El filme se acaba posicionando en un lugar fronterizo, no carente de ambigüedad, entre la fe en las nuevas formas de autogestión y el abatimiento ante la perspectiva de su imposibilidad. La euforia por la súbita resurrección de un espíritu revolucionario choca con la depresión por la evidencia de un contexto plagado de obstáculos.



Concebido como una obra polimórfica, y enfrentado a la ortodoxia, el filme alcanza su cénit con un baile de amateurs
En su búsqueda de una articulación del lenguaje cinematográfico cargada de sentido político, La fábrica de nada prolonga sin miedo las escenas en las que los operarios ocupan sus puestos de trabajo sin tareas por hacer, entregados a una ociosidad (uno de los posibles sentidos de la "nada" del título) que se transfigura en un puro gesto de resistencia. Imágenes aparentemente vacías, pero más cargadas de significado que el convencional retrato del drama familiar de Zé, el operario punk. Concebida como una obra polimórfica, enfrentada a la ortodoxia fílmica, La fábrica de nada alcanza una de sus cumbres expresivas en una escena musical que vibra al son ortopédico de sus intérpretes amateurs. La resultona coreografía y la alegre implicación de sus no actores avivan la llama de la fantasía, pero, lejos de los memorables ballets industriales de Bailar en la oscuridad de Lars von Trier, la tosquedad del conjunto acentúa la idea de un simulacro estéril. Una evidencia que se subraya cuando descubrimos que el número musical forma parte de una película dentro de la película que dirige un misterioso individuo (interpretado por el documentalista italiano Daniele Incalcaterra) que parece turnarse en los roles de director de cine, agitador social y politólogo nostálgico.

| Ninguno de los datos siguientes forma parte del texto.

//! In-memory stand-ins for the three external collaborators, wired through
//! shared hubs so several `Membership` instances in one process can sync,
//! gossip, and report failure-detector verdicts to each other.

use core::time::Duration;
use std::collections::{HashMap, HashSet};
use std::sync::{Arc, Mutex};

use async_trait::async_trait;
use membership_core::{Endpoint, FailureDetector, FailureDetectorVerdict, GossipBroadcaster, InboundRequest, Transport};
use membership_wire::{Headers, MembershipPayload};
use tokio::sync::{broadcast, mpsc, oneshot};

/// Routing table from node id to its inbound SYNC channel. Shared by every
/// [`MockTransport`] in a test so `request()` can reach any registered peer.
#[derive(Default)]
pub struct InMemoryNetwork {
    routes: Mutex<HashMap<String, mpsc::Sender<InboundRequest>>>,
}

impl InMemoryNetwork {
    pub fn new() -> Arc<Self> {
        Arc::default()
    }

    /// Deliver a raw `InboundRequest` to `to`'s inbound channel, bypassing
    /// `MockTransport::request`'s usual SYNC-shaped headers — lets a test
    /// construct a wrong-qualifier request directly.
    pub async fn deliver(&self, to: &str, request: InboundRequest) -> Result<(), InboundRequest> {
        let sender = self.routes.lock().unwrap().get(to).cloned();
        match sender {
            Some(sender) => sender.send(request).await.map_err(|e| e.0),
            None => Err(request),
        }
    }
}

/// A [`Transport`] that routes SYNC requests through an [`InMemoryNetwork`]
/// instead of a socket. Registers itself on construction so other nodes on
/// the same network can address it by endpoint id.
pub struct MockTransport {
    local: Endpoint,
    network: Arc<InMemoryNetwork>,
    inbound_rx: Mutex<Option<mpsc::Receiver<InboundRequest>>>,
}

impl MockTransport {
    pub fn new(local: Endpoint, network: Arc<InMemoryNetwork>) -> Arc<Self> {
        let (tx, rx) = mpsc::channel(64);
        let _ = network.routes.lock().unwrap().insert(local.id.clone(), tx);
        Arc::new(Self {
            local,
            network,
            inbound_rx: Mutex::new(Some(rx)),
        })
    }
}

#[async_trait]
impl Transport for MockTransport {
    async fn request(
        &self,
        to: &Endpoint,
        headers: Headers,
        payload: MembershipPayload,
        timeout: Duration,
    ) -> eyre::Result<MembershipPayload> {
        let sender = self.network.routes.lock().unwrap().get(&to.id).cloned();
        let Some(sender) = sender else {
            return Err(eyre::eyre!("no route to {}", to.id));
        };

        let (respond, reply) = oneshot::channel();
        sender
            .send(InboundRequest {
                from: self.local.clone(),
                headers,
                payload,
                respond,
            })
            .await
            .map_err(|_| eyre::eyre!("peer {} is gone", to.id))?;

        tokio::time::timeout(timeout, reply)
            .await
            .map_err(|_| eyre::eyre!("SYNC to {} timed out", to.id))?
            .map_err(|_| eyre::eyre!("peer {} dropped the SYNC-ACK sender", to.id))
    }

    async fn listen(&self) -> eyre::Result<mpsc::Receiver<InboundRequest>> {
        self.inbound_rx
            .lock()
            .unwrap()
            .take()
            .ok_or_else(|| eyre::eyre!("listen() called more than once"))
    }
}

/// A [`FailureDetector`] whose verdicts are injected directly by test code
/// via [`ManualFailureDetector::emit`], rather than by probing anything.
/// Records every `suspect`/`trust` call the dispatcher makes back.
pub struct ManualFailureDetector {
    verdicts: broadcast::Sender<FailureDetectorVerdict>,
    calls: Mutex<Vec<(Endpoint, bool)>>,
}

impl ManualFailureDetector {
    pub fn new() -> Arc<Self> {
        let (verdicts, _) = broadcast::channel(64);
        Arc::new(Self {
            verdicts,
            calls: Mutex::new(Vec::new()),
        })
    }

    pub fn emit(&self, verdict: FailureDetectorVerdict) {
        let _ = self.verdicts.send(verdict);
    }

    pub fn calls(&self) -> Vec<(Endpoint, bool)> {
        self.calls.lock().unwrap().clone()
    }
}

#[async_trait]
impl FailureDetector for ManualFailureDetector {
    async fn set_cluster_endpoints(&self, _endpoints: HashSet<Endpoint>) {}

    async fn trust(&self, endpoint: Endpoint) {
        self.calls.lock().unwrap().push((endpoint, false));
    }

    async fn suspect(&self, endpoint: Endpoint) {
        self.calls.lock().unwrap().push((endpoint, true));
    }

    fn listen_status(&self) -> broadcast::Receiver<FailureDetectorVerdict> {
        self.verdicts.subscribe()
    }
}

/// Shared dissemination bus: every registered node's inbound gossip channel,
/// keyed by node id. [`HubGossip::spread`] fans a payload out to every other
/// registered node, simulating a fully-connected mesh. The hub itself does
/// no sync-group filtering — every registered node sits on the same bus,
/// same as real infection-style gossip reaching every peer regardless of
/// group; it's `EventDispatcher`'s `StreamHandler<MembershipPayload>` that is
/// responsible for dropping payloads tagged with a foreign `sync_group`.
#[derive(Default)]
pub struct GossipHub {
    channels: Mutex<HashMap<String, broadcast::Sender<MembershipPayload>>>,
}

impl GossipHub {
    pub fn new() -> Arc<Self> {
        Arc::default()
    }
}

pub struct HubGossip {
    local_id: String,
    hub: Arc<GossipHub>,
    inbound: broadcast::Sender<MembershipPayload>,
    spread_calls: Mutex<Vec<MembershipPayload>>,
}

impl HubGossip {
    pub fn new(local_id: impl Into<String>, hub: Arc<GossipHub>) -> Arc<Self> {
        let local_id = local_id.into();
        let (inbound, _) = broadcast::channel(64);
        let _ = hub
            .channels
            .lock()
            .unwrap()
            .insert(local_id.clone(), inbound.clone());
        Arc::new(Self {
            local_id,
            hub,
            inbound,
            spread_calls: Mutex::new(Vec::new()),
        })
    }

    pub fn spread_calls(&self) -> Vec<MembershipPayload> {
        self.spread_calls.lock().unwrap().clone()
    }
}

#[async_trait]
impl GossipBroadcaster for HubGossip {
    async fn set_cluster_endpoints(&self, _endpoints: HashSet<Endpoint>) {}

    async fn spread(&self, payload: MembershipPayload) {
        self.spread_calls.lock().unwrap().push(payload.clone());
        let channels = self.hub.channels.lock().unwrap();
        for (id, sender) in channels.iter() {
            if *id != self.local_id {
                let _ = sender.send(payload.clone());
            }
        }
    }

    fn listen(&self) -> broadcast::Receiver<MembershipPayload> {
        self.inbound.subscribe()
    }
}

pub fn ep(id: &str, port: u16) -> Endpoint {
    Endpoint::new(id, "127.0.0.1", port)
}

pub async fn settle() {
    tokio::time::sleep(Duration::from_millis(30)).await;
}
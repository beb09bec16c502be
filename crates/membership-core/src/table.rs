use std::collections::{BTreeMap, HashSet};

use membership_wire::{Endpoint, Member, MemberStatus};
use tracing::trace;

/// The per-node replicated membership state and its merge rule.
///
/// Ownership (spec.md §3): this struct owns every [`Member`] record. Only
/// the Event Dispatcher (`crate::dispatcher`) holds a `&mut` reference;
/// everything else reads an owned snapshot via [`MembershipTable::as_list`].
#[derive(Debug)]
pub struct MembershipTable {
    local_id: String,
    members: BTreeMap<String, Member>,
}

/// A single change produced by a merge.
///
/// `refuted` distinguishes a self-refutation (spec.md §4.1 rule 2: "we
/// refute by emitting a synthetic delta for ourselves as TRUSTED") from an
/// ordinary accepted transition — see SPEC_FULL.md §15. It is internal
/// bookkeeping only: the wire `Member` is unaffected, but it lets the Event
/// Dispatcher re-gossip a refutation even when the triggering merge came
/// from a gossip receipt (spec.md §8 scenario S5), which the ordinary
/// gossip-suppression rule would otherwise swallow.
#[derive(Clone, Debug, PartialEq)]
pub struct Delta {
    pub member: Member,
    pub refuted: bool,
}

impl Delta {
    pub(crate) const fn accepted(member: Member) -> Self {
        Self {
            member,
            refuted: false,
        }
    }

    const fn refutation(member: Member) -> Self {
        Self {
            member,
            refuted: true,
        }
    }
}

/// Whether an incoming record about ourselves should be silently absorbed
/// or turned into a self-refutation delta.
enum SelfMerge {
    NoChange,
    Refute(Member),
}

impl MembershipTable {
    #[must_use]
    pub fn new(local: Member) -> Self {
        let local_id = local.endpoint.id.clone();
        let mut members = BTreeMap::new();
        let _ = members.insert(local_id.clone(), local);
        Self { local_id, members }
    }

    /// Stable, unordered list of current members — REMOVED entries are
    /// never returned (spec.md §4.1).
    #[must_use]
    pub fn as_list(&self) -> Vec<Member> {
        self.members
            .values()
            .filter(|m| !m.status.is_terminal())
            .cloned()
            .collect()
    }

    #[must_use]
    pub fn get(&self, id: &str) -> Option<&Member> {
        self.members.get(id)
    }

    #[must_use]
    pub fn local_id(&self) -> &str {
        &self.local_id
    }

    #[must_use]
    pub fn is_local(&self, endpoint: &Endpoint) -> bool {
        endpoint.id == self.local_id
    }

    /// Authoritatively set the local member's own status, bypassing the
    /// merge rule entirely. Used only by the local lifecycle's `leave()`
    /// (spec.md §4.2: "the local record transitions directly to SHUTDOWN;
    /// it is never the product of a merge").
    pub fn set_local_status(&mut self, status: MemberStatus) -> Member {
        let local = self
            .members
            .get_mut(&self.local_id)
            .expect("local member is always present");
        local.status = status;
        local.clone()
    }

    /// Endpoints in TRUSTED or SUSPECTED state — the peer set pushed to the
    /// failure detector and gossip broadcaster (spec.md §4.1, §4.3 step 1).
    #[must_use]
    pub fn trusted_or_suspected_endpoints(&self) -> HashSet<Endpoint> {
        self.members
            .values()
            .filter(|m| matches!(m.status, MemberStatus::Trusted | MemberStatus::Suspected))
            .map(|m| m.endpoint.clone())
            .collect()
    }

    /// Merge every member of an incoming payload, in order. Returns only the
    /// entries that actually changed or were newly inserted, in the order
    /// they were discovered (spec.md §4.1).
    pub fn merge_members(&mut self, incoming: impl IntoIterator<Item = Member>) -> Vec<Delta> {
        incoming
            .into_iter()
            .filter_map(|member| self.merge_one(member))
            .collect()
    }

    /// Merge a single incoming record (used for failure-detector verdicts
    /// and single-member gossip deltas, as well as payload merge).
    pub fn merge_one(&mut self, incoming: Member) -> Option<Delta> {
        if incoming.endpoint.id == self.local_id {
            return match self.merge_self(&incoming) {
                SelfMerge::NoChange => None,
                SelfMerge::Refute(member) => Some(Delta::refutation(member)),
            };
        }

        match self.members.get(&incoming.endpoint.id).cloned() {
            None => {
                if incoming.status.is_terminal() {
                    return None;
                }
                let id = incoming.endpoint.id.clone();
                let _ = self.members.insert(id, incoming.clone());
                Some(Delta::accepted(incoming))
            }
            Some(current) => self.apply_transition(current, incoming).map(Delta::accepted),
        }
    }

    /// Remove a member outright (decay-timer expiry). Per spec.md §4.3, this
    /// never produces a delta that re-enters the observer/gossip pipeline —
    /// only the trusted/suspected peer-set recompute observes it. A no-op on
    /// an endpoint that is already absent (spec.md §7: "Timer firing on an
    /// already-removed member: No-op").
    pub fn remove(&mut self, id: &str) -> Option<Member> {
        let removed = self.members.remove(id);
        if removed.is_none() {
            trace!(%id, "decay timer fired for an already-removed member");
        }
        removed
    }

    fn merge_self(&self, incoming: &Member) -> SelfMerge {
        let Some(local) = self.members.get(&self.local_id) else {
            return SelfMerge::NoChange;
        };
        let refuted = matches!(local.status, MemberStatus::Trusted)
            && matches!(
                incoming.status,
                MemberStatus::Suspected | MemberStatus::Shutdown
            );
        if refuted {
            SelfMerge::Refute(local.clone())
        } else {
            SelfMerge::NoChange
        }
    }

    /// Status transition table from spec.md §4.1. Returns the delta iff the
    /// merge actually changed status or metadata.
    fn apply_transition(&mut self, current: Member, incoming: Member) -> Option<Member> {
        use MemberStatus::{Removed, Shutdown, Suspected, Trusted};

        let accept = match (current.status, incoming.status) {
            (Trusted, Trusted) => false,
            (Trusted, Suspected | Shutdown | Removed) => true,
            (Suspected, Trusted) => true,
            (Suspected, Suspected) => false,
            (Suspected, Shutdown | Removed) => true,
            (Shutdown, Removed) => true,
            (Shutdown, Trusted | Suspected | Shutdown) => false,
            (Removed, _) => false,
        };

        if accept {
            let id = current.endpoint.id.clone();
            let updated = Member {
                endpoint: incoming.endpoint,
                status: incoming.status,
                metadata: incoming.metadata,
            };
            let _ = self.members.insert(id, updated.clone());
            return Some(updated);
        }

        // TRUSTED -> TRUSTED: metadata and/or address update only. Endpoint
        // equality is keyed on `id` alone (endpoint.rs), so a pure address
        // change (same id, same metadata, different host/port) would never
        // trip the metadata comparison on its own — spec.md §3 requires it
        // to still count as a change ("address update wins by last-write").
        let address_changed = current.endpoint.host != incoming.endpoint.host
            || current.endpoint.port != incoming.endpoint.port;
        if current.status == Trusted
            && incoming.status == Trusted
            && (current.metadata != incoming.metadata || address_changed)
        {
            let id = current.endpoint.id.clone();
            let updated = Member {
                endpoint: incoming.endpoint,
                status: Trusted,
                metadata: incoming.metadata,
            };
            let _ = self.members.insert(id, updated.clone());
            return Some(updated);
        }

        None
    }
}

Filmada con 200 cajas de película de 16mm, La fábrica de nada, con su estética artesanal, construye un espacio de reflexión abierto a las contradicciones. Por una parte, el filme no vacila a la hora de albergar los vaticinios más aciagos. Una voz en off cita el libro À nos amis del colectivo anarquista francés ‘comité invisible': "La crisis presente, permanente y unilateral, ya no es una crisis clásica, un momento decisivo, es lo contrario, es un final sin fin. Un Apocalipsis sostenible". Y, sin embargo, en su relato de oposición y organización obrera, La fábrica de nada se empeña en demostrar que la solidaridad y la conciencia política todavía pueden obrar milagros. De hecho, la propia existencia de esta película meditativa destaca como una aparición extraordinaria.